→ Required action: Set down each line from the start of the material exactly, please, up to and including the one that contains "file ended first.".

→ Given data:
===

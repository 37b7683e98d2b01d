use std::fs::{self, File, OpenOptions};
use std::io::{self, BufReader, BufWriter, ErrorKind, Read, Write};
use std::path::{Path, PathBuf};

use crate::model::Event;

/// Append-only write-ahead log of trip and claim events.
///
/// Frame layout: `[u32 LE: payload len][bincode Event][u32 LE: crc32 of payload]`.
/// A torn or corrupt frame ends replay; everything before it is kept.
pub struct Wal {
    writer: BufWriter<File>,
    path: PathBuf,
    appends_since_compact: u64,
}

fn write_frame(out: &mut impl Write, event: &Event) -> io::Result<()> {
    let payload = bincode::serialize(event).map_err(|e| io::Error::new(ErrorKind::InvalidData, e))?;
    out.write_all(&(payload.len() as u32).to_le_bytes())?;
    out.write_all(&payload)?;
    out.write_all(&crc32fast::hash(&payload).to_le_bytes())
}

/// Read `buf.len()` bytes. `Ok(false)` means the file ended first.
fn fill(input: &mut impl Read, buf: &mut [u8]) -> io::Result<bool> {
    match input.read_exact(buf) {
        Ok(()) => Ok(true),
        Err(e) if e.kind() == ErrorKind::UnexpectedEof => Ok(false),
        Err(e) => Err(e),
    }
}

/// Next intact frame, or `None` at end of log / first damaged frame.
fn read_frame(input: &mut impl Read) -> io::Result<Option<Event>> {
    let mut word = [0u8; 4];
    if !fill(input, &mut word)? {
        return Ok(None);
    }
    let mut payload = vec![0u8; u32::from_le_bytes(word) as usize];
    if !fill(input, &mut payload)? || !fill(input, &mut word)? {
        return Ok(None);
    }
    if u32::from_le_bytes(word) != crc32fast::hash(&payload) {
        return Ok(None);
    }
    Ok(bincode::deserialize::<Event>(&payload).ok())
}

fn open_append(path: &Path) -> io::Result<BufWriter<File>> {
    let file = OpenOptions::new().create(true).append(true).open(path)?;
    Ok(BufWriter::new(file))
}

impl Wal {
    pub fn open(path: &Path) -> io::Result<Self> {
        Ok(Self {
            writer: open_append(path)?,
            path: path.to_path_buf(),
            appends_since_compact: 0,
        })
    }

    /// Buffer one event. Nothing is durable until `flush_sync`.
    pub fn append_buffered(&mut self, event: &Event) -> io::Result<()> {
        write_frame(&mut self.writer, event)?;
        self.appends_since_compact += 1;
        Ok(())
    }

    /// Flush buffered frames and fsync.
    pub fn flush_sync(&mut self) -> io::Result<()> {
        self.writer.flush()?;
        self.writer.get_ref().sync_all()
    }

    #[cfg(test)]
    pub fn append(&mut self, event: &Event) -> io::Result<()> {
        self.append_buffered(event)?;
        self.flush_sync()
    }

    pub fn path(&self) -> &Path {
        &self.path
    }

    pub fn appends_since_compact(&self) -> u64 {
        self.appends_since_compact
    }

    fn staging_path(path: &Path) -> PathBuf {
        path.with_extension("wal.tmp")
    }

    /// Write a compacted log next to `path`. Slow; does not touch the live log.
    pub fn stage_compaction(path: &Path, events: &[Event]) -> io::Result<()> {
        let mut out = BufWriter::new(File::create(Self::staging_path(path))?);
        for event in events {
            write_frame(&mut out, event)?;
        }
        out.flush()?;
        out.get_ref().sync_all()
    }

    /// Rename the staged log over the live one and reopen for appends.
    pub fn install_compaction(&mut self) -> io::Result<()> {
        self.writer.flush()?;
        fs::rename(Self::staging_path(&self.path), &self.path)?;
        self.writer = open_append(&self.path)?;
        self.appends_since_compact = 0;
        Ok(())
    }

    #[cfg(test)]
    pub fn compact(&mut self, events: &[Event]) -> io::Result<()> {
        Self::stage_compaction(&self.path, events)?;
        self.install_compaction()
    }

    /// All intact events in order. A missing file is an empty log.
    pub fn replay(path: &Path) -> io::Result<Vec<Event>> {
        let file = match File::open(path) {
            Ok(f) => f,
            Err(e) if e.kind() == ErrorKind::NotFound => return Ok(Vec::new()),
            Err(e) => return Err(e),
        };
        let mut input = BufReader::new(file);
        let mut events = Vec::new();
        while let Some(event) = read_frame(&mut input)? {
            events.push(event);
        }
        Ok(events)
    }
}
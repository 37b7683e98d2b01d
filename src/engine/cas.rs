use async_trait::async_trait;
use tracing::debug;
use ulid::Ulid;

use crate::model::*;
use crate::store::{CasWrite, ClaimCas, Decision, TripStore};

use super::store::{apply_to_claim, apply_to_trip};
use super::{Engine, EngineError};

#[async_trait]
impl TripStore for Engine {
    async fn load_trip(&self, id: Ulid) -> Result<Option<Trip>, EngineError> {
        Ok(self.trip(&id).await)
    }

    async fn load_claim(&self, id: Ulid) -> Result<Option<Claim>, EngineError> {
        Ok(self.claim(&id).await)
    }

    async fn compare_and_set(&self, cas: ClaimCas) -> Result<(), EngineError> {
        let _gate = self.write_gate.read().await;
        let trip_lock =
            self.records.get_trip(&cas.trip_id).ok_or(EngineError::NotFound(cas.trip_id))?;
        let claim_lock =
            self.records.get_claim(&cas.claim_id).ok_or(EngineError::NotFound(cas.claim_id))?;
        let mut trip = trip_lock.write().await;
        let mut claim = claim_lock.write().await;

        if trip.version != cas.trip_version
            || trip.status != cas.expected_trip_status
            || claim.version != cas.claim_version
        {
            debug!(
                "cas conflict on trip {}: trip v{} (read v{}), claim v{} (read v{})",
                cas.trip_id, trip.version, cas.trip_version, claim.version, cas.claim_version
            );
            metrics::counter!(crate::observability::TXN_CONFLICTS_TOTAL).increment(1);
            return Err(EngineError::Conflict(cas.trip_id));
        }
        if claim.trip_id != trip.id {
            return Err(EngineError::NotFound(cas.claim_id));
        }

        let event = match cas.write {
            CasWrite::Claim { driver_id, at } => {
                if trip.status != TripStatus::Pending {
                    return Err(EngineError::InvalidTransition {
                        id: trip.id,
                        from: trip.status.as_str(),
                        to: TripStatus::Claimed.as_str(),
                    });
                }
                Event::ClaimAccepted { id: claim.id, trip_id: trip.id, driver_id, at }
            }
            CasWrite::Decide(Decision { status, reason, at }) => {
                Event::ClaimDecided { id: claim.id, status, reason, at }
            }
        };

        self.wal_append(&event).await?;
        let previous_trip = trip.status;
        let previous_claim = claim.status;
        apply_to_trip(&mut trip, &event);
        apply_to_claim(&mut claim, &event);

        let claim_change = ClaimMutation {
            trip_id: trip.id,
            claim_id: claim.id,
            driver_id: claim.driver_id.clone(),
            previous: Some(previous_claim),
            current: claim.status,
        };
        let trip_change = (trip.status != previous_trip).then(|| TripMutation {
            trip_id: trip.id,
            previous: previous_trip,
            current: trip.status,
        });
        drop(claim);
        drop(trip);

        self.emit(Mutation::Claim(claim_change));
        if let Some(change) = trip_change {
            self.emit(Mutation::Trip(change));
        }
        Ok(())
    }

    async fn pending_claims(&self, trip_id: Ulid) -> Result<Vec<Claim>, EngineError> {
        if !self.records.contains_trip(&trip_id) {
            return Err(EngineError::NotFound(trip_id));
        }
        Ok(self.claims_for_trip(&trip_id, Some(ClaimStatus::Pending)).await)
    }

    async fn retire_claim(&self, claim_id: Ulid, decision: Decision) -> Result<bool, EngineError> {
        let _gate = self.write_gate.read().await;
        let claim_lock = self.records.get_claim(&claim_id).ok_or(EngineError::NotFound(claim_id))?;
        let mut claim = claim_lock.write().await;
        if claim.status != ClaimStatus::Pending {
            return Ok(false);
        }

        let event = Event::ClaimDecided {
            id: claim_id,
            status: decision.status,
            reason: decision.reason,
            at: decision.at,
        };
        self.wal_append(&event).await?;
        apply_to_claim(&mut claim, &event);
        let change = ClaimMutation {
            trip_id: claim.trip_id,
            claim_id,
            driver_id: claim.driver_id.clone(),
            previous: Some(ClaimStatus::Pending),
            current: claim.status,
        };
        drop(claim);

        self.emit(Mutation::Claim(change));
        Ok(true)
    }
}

===

→ Exercise solution:
repository 37b7683e98d2b01d
use std::fs::{self, File, OpenOptions};
use std::io::{self, BufReader, BufWriter, ErrorKind, Read, Write};
use std::path::{Path, PathBuf};

use crate::model::Event;

/// Append-only write-ahead log of trip and claim events.
///
/// Frame layout: `[u32 LE: payload len][bincode Event][u32 LE: crc32 of payload]`.
/// A torn or corrupt frame ends replay; everything before it is kept.
pub struct Wal {
    writer: BufWriter<File>,
    path: PathBuf,
    appends_since_compact: u64,
}

fn write_frame(out: &mut impl Write, event: &Event) -> io::Result<()> {
    let payload = bincode::serialize(event).map_err(|e| io::Error::new(ErrorKind::InvalidData, e))?;
    out.write_all(&(payload.len() as u32).to_le_bytes())?;
    out.write_all(&payload)?;
    out.write_all(&crc32fast::hash(&payload).to_le_bytes())
}

/// Read `buf.len()` bytes. `Ok(false)` means the file ended first.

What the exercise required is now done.